Plan remediation steps with critic checks before any external effect.
Call approved tools through envelopes with evidence and trace context.
Publish a decision record for audit, replay, and improvement.
The platform is easiest to understand as a single audited execution.
A ContextOS run is not just a prompt call. It is a sequence of contracts that start before inference and continue after the answer ships.
Capture the request
The runtime assigns run identity, tenant identity, session scope, actor delegation, budgets, safety mode, and trace context before the model sees anything.
Compile usable context
Context packs are selected, ranked, budgeted, and compiled into a prompt plus manifests, provenance, controls, and context debt warnings.
Plan inside bounds
Planner, executor, and critic lanes work inside the approved execution envelope instead of improvising hidden steps or invisible assumptions.
Gate every effect
Each tool call passes through capability discovery, approval mode, policy checks, idempotency keys, and tool-result evidence capture.
Emit the record
The final decision ships with evidence refs, approvals, controls active, policy decisions, trace ids, and replay handles.
Replay and improve
Failed, slow, risky, and high-value runs become replay cases for prompt packs, policy rules, tool contracts, and evaluation suites.

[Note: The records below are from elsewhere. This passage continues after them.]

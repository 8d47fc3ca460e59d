use crate::error::Severity;
use serde::{Deserialize, Serialize};
use std::sync::atomic::{AtomicU64, Ordering};
use trainbench_core::EndpointKind;

/// Result of a single scripted step, streamed from journeys to the aggregator.
#[derive(Debug, Clone, PartialEq)]
pub enum StepOutcome {
    Success { kind: EndpointKind },
    Failure { kind: EndpointKind, severity: Severity },
    Extra { kind: EndpointKind, score: u64 },
}

impl StepOutcome {
    pub fn kind(&self) -> EndpointKind {
        match self {
            StepOutcome::Success { kind }
            | StepOutcome::Failure { kind, .. }
            | StepOutcome::Extra { kind, .. } => *kind,
        }
    }
}

#[derive(Default)]
struct EndpointCounters {
    hits: AtomicU64,
    errors: AtomicU64,
    extra: AtomicU64,
}

/// Per-endpoint counters keyed by endpoint kind.
pub struct ScoreBoard {
    counters: [EndpointCounters; EndpointKind::ALL.len()],
}

impl Default for ScoreBoard {
    fn default() -> Self {
        Self::new()
    }
}

impl ScoreBoard {
    pub fn new() -> Self {
        Self {
            counters: Default::default(),
        }
    }

    fn counters(&self, kind: EndpointKind) -> &EndpointCounters {
        &self.counters[kind as usize]
    }

    pub fn record(&self, outcome: &StepOutcome) {
        let counters = self.counters(outcome.kind());
        match outcome {
            StepOutcome::Success { .. } => {
                counters.hits.fetch_add(1, Ordering::Relaxed);
            }
            StepOutcome::Failure { .. } => {
                counters.errors.fetch_add(1, Ordering::Relaxed);
            }
            StepOutcome::Extra { score, .. } => {
                counters.extra.fetch_add(*score, Ordering::Relaxed);
            }
        }
    }

    pub fn hits(&self, kind: EndpointKind) -> u64 {
        self.counters(kind).hits.load(Ordering::Relaxed)
    }

    pub fn errors(&self, kind: EndpointKind) -> u64 {
        self.counters(kind).errors.load(Ordering::Relaxed)
    }

    pub fn extra(&self, kind: EndpointKind) -> u64 {
        self.counters(kind).extra.load(Ordering::Relaxed)
    }

    /// Sum of `weight * hits + extra` over every endpoint kind.
    pub fn raw_score(&self) -> u64 {
        EndpointKind::ALL
            .iter()
            .map(|kind| kind.weight() * self.hits(*kind) + self.extra(*kind))
            .sum()
    }

    pub fn steps(&self) -> u64 {
        EndpointKind::ALL
            .iter()
            .map(|kind| self.hits(*kind) + self.errors(*kind))
            .sum()
    }

    pub fn report(&self) -> Vec<EndpointScore> {
        EndpointKind::ALL
            .iter()
            .map(|kind| EndpointScore {
                kind: *kind,
                path: kind.to_string(),
                hits: self.hits(*kind),
                errors: self.errors(*kind),
                extra: self.extra(*kind),
            })
            .filter(|score| score.hits + score.errors + score.extra > 0)
            .collect()
    }
}

#[derive(Debug, Clone, PartialEq, Serialize, Deserialize)]
pub struct EndpointScore {
    pub kind: EndpointKind,
    pub path: String,
    pub hits: u64,
    pub errors: u64,
    pub extra: u64,
}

Separate concerns, then make the handoffs explicit.
Each plane owns a different failure surface. The product value comes from forcing clean boundaries between knowledge, context, decisions, actions, and trust.
Intelligence plane
Ontology, identity layer, knowledge graph, GraphRAG, memory proposals, and review queues that make facts addressable and promotable.
Context plane
Context pack schemas, compiler stages, token-budget allocation, provenance, runtime controls, and context-debt reporting.
Decision plane
Planner, executor, critic, subagent lanes, durable sessions, and decision catalogs that turn work into inspectable state.
Action plane
Tool Gateway, MCP, A2A, OpenAPI and custom adapters, approval tiers, idempotency, and normalized tool evidence.
Trust plane
Policy outside agent code, identity propagation, evaluators, trace propagation, replay, and continuous improvement loops.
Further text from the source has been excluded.